Ensemble Kalman Filter (EnKF) Assimilating the Dropsonde Observations to Reduce the Forecast Track Error of Typhoon Soulik (2013) Based On the Cloud-resolving Model

- Indicates paper has been withdrawn from meeting
- Indicates an Award Winner
Wednesday, 5 February 2014: 11:00 AM
Room C201 (The Georgia World Congress Center )

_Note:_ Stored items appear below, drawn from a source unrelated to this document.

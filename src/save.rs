//! Recognize Imperator save files and turn them into plaintext.
//!
//! A save starts with a one line header beginning with `SAV`. What follows is
//! either plaintext script (debug mode saves) or a zip based binary encoding.
//! Binary saves are handed to an external [`Melter`] which writes plaintext
//! to a file that is then read back in.
//!
//! ```text
//! open_save
//! ├── detect → SaveFormat
//! ├── Plaintext: read the save itself
//! └── CompressedBinary: Melter::melt(save, output), read output
//! ```

mod detect;
mod melt;
mod source;

pub use detect::*;
pub use melt::*;
pub use source::*;
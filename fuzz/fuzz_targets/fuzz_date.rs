#![no_main]
use libfuzzer_sys::fuzz_target;
use rome_loader::common::Date;

fuzz_target!(|data: &[u8]| {
    if let Ok(d) = Date::parse(data) {
        assert_eq!(Date::parse(d.game_fmt().to_string()).ok(), Some(d));
        if let Some(next) = d.checked_add_days(1) {
            assert_eq!(d.days_until(&next), 1);
        }
    }

    let _ = Date::parse_auc(data);
});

Baoguo Xie, IBM Research, Beijing, China; and M. Zhang and H. Du


A cloud-resolving mesoscale model Weather Research and Forecast (WRF) and Ensemble Kalman Filter (EnKF) data assimilation method was used to assimilate the dropsonde observations for reducing the track error of Typhoon Soulik (2013). Typhoon Soulik was a powerful tropical cyclone that caused widespread damage in Taiwan and East China in July 2013. 1,620 thousand people were impacted and 8 people were dead during its landfall in Taiwan and east China. Taiwan "Dropsonde Observation for Typhoon Surveillance near the TAiwan Region" (DOTSTAR) initialed an observing task at 1200 UTC July 11 2013 which is 18 hours before the landfall of Soulik near Yilan City northern Taiwan. 16 dropsondes were released from about the 200 hPa pressure level to the ground during 4 hours of fight around and in front of moving direction of Soulik. Several assimilation experiments which assimilated all the dropsondes, the dropsondes in different four quadrants respectively were conducted to explore the impact of the observations in different direction relative to typhoon center to typhoon track forecast. It was found that observations in different directions relative to typhoon center have different impact on improving the typhoon tract and intensity forecast. Although the forecast without data assimilation is good enough for an operation run, this study still has its insight from the scientific aspect. It confirmed again that not all of the observations have positive impact on the forecast; some may degraded the forecast accuracy.